### SUPPLIED DATA ###

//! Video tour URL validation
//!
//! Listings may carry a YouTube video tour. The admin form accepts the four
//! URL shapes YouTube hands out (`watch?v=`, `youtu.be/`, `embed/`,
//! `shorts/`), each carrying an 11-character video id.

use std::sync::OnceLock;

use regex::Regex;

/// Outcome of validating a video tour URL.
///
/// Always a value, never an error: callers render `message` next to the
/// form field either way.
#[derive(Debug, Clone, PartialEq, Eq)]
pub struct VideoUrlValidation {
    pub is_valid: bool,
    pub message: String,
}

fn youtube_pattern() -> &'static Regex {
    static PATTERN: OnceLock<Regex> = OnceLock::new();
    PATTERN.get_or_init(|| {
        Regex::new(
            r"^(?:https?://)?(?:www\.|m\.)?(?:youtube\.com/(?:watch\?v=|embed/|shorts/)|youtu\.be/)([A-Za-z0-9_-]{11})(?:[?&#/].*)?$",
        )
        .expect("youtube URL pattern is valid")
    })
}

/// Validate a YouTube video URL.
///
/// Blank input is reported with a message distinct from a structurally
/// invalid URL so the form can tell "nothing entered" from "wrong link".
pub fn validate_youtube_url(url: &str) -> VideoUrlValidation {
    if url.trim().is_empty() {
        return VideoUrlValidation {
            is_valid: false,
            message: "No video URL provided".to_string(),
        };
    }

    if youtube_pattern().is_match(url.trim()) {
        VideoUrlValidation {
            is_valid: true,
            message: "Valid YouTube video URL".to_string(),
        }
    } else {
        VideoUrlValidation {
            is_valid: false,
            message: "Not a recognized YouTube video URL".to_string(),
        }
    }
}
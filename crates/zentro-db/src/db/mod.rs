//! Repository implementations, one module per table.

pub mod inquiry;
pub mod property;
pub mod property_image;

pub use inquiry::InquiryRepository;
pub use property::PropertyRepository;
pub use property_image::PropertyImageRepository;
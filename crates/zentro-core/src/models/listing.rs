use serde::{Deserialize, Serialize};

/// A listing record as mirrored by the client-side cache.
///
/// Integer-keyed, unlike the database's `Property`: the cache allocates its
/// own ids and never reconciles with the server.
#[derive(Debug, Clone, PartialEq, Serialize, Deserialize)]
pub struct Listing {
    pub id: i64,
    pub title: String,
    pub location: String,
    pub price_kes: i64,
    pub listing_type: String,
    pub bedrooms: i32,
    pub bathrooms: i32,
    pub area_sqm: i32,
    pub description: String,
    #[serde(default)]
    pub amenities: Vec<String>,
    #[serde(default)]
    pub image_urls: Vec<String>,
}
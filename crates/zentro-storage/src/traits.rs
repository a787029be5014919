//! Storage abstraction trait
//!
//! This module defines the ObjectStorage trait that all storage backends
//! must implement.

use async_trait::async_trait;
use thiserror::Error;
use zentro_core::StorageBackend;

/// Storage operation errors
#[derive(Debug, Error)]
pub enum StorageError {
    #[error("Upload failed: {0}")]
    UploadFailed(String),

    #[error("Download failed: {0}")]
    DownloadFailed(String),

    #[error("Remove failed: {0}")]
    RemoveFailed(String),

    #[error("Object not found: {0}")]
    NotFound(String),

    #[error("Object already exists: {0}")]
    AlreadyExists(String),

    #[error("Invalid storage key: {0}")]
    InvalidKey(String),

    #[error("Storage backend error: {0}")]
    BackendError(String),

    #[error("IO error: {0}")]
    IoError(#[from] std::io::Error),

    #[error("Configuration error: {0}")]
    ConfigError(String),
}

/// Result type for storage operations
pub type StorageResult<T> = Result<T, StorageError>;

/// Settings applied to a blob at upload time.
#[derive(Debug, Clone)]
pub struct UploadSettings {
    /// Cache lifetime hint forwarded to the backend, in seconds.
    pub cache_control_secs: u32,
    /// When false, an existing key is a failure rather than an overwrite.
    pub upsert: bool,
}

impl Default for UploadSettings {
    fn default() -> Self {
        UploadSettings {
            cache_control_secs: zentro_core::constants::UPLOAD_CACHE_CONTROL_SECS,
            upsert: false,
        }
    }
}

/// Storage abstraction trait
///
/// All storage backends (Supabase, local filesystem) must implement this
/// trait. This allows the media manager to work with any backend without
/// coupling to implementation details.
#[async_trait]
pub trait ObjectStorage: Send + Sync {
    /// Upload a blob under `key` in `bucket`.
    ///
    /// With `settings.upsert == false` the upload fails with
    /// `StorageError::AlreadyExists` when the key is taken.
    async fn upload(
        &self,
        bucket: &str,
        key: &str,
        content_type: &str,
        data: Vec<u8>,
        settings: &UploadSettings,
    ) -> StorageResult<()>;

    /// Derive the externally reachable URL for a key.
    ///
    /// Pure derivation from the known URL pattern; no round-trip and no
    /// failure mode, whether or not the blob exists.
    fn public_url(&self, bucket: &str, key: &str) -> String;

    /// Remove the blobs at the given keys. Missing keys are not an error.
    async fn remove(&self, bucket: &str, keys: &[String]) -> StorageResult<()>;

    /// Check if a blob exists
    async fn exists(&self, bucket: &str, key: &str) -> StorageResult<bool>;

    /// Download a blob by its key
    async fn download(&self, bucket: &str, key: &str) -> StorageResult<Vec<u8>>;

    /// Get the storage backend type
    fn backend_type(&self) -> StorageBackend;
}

###

EXERCISE GOAL:
Set down an exact copy of the entries above.

REPLY:
//! Video tour URL validation
//!
//! Listings may carry a YouTube video tour. The admin form accepts the four
//! URL shapes YouTube hands out (`watch?v=`, `youtu.be/`, `embed/`,
//! `shorts/`), each carrying an 11-character video id.

use std::sync::OnceLock;

use regex::Regex;

/// Outcome of validating a video tour URL.
///
/// Always a value, never an error: callers render `message` next to the
/// form field either way.
#[derive(Debug, Clone, PartialEq, Eq)]
pub struct VideoUrlValidation {
    pub is_valid: bool,
    pub message: String,
}

fn youtube_pattern() -> &'static Regex {
    static PATTERN: OnceLock<Regex> = OnceLock::new();
    PATTERN.get_or_init(|| {
        Regex::new(
            r"^(?:https?://)?(?:www\.|m\.)?(?:youtube\.com/(?:watch\?v=|embed/|shorts/)|youtu\.be/)([A-Za-z0-9_-]{11})(?:[?&#/].*)?$",
        )
        .expect("youtube URL pattern is valid")
    })
}

/// Validate a YouTube video URL.
///
/// Blank input is reported with a message distinct from a structurally
/// invalid URL so the form can tell "nothing entered" from "wrong link".
pub fn validate_youtube_url(url: &str) -> VideoUrlValidation {
    if url.trim().is_empty() {
        return VideoUrlValidation {
            is_valid: false,
            message: "No video URL provided".to_string(),
        };
    }

    if youtube_pattern().is_match(url.trim()) {
        VideoUrlValidation {
            is_valid: true,
            message: "Valid YouTube video URL".to_string(),
        }
    } else {
        VideoUrlValidation {
            is_valid: false,
            message: "Not a recognized YouTube video URL".to_string(),
        }
    }
}
filename crates/zentro-db/src/db/mod.rs
//! Repository implementations, one module per table.

pub mod inquiry;
pub mod property;
pub mod property_image;

pub use inquiry::InquiryRepository;
pub use property::PropertyRepository;
pub use property_image::PropertyImageRepository;
filename crates/zentro-core/src/models/listing.rs
use serde::{Deserialize, Serialize};

/// A listing record as mirrored by the client-side cache.
///
/// Integer-keyed, unlike the database's `Property`: the cache allocates its
/// own ids and never reconciles with the server.
#[derive(Debug, Clone, PartialEq, Serialize, Deserialize)]
pub struct Listing {
    pub id: i64,
    pub title: String,
    pub location: String,
    pub price_kes: i64,
    pub listing_type: String,
    pub bedrooms: i32,
    pub bathrooms: i32,
    pub area_sqm: i32,
    pub description: String,
    #[serde(default)]
    pub amenities: Vec<String>,
    #[serde(default)]
    pub image_urls: Vec<String>,
}
filename crates/zentro-storage/src/traits.rs
repository a787029be5014919
//! Storage abstraction trait
//!
//! This module defines the ObjectStorage trait that all storage backends
//! must implement.

use async_trait::async_trait;
use thiserror::Error;
use zentro_core::StorageBackend;

/// Storage operation errors
#[derive(Debug, Error)]
pub enum StorageError {
    #[error("Upload failed: {0}")]
    UploadFailed(String),

    #[error("Download failed: {0}")]
    DownloadFailed(String),

    #[error("Remove failed: {0}")]
    RemoveFailed(String),

    #[error("Object not found: {0}")]
    NotFound(String),

    #[error("Object already exists: {0}")]
    AlreadyExists(String),

    #[error("Invalid storage key: {0}")]
    InvalidKey(String),

    #[error("Storage backend error: {0}")]
    BackendError(String),

    #[error("IO error: {0}")]
    IoError(#[from] std::io::Error),

    #[error("Configuration error: {0}")]
    ConfigError(String),
}

/// Result type for storage operations
pub type StorageResult<T> = Result<T, StorageError>;

/// Settings applied to a blob at upload time.
#[derive(Debug, Clone)]
pub struct UploadSettings {
    /// Cache lifetime hint forwarded to the backend, in seconds.
    pub cache_control_secs: u32,
    /// When false, an existing key is a failure rather than an overwrite.
    pub upsert: bool,
}

impl Default for UploadSettings {
    fn default() -> Self {
        UploadSettings {
            cache_control_secs: zentro_core::constants::UPLOAD_CACHE_CONTROL_SECS,
            upsert: false,
        }
    }
}

/// Storage abstraction trait
///
/// All storage backends (Supabase, local filesystem) must implement this
/// trait. This allows the media manager to work with any backend without
/// coupling to implementation details.
#[async_trait]
pub trait ObjectStorage: Send + Sync {
    /// Upload a blob under `key` in `bucket`.
    ///
    /// With `settings.upsert == false` the upload fails with
    /// `StorageError::AlreadyExists` when the key is taken.
    async fn upload(
        &self,
        bucket: &str,
        key: &str,
        content_type: &str,
        data: Vec<u8>,
        settings: &UploadSettings,
    ) -> StorageResult<()>;

    /// Derive the externally reachable URL for a key.
    ///
    /// Pure derivation from the known URL pattern; no round-trip and no
    /// failure mode, whether or not the blob exists.
    fn public_url(&self, bucket: &str, key: &str) -> String;

    /// Remove the blobs at the given keys. Missing keys are not an error.
    async fn remove(&self, bucket: &str, keys: &[String]) -> StorageResult<()>;

    /// Check if a blob exists
    async fn exists(&self, bucket: &str, key: &str) -> StorageResult<bool>;

    /// Download a blob by its key
    async fn download(&self, bucket: &str, key: &str) -> StorageResult<Vec<u8>>;

    /// Get the storage backend type
    fn backend_type(&self) -> StorageBackend;
}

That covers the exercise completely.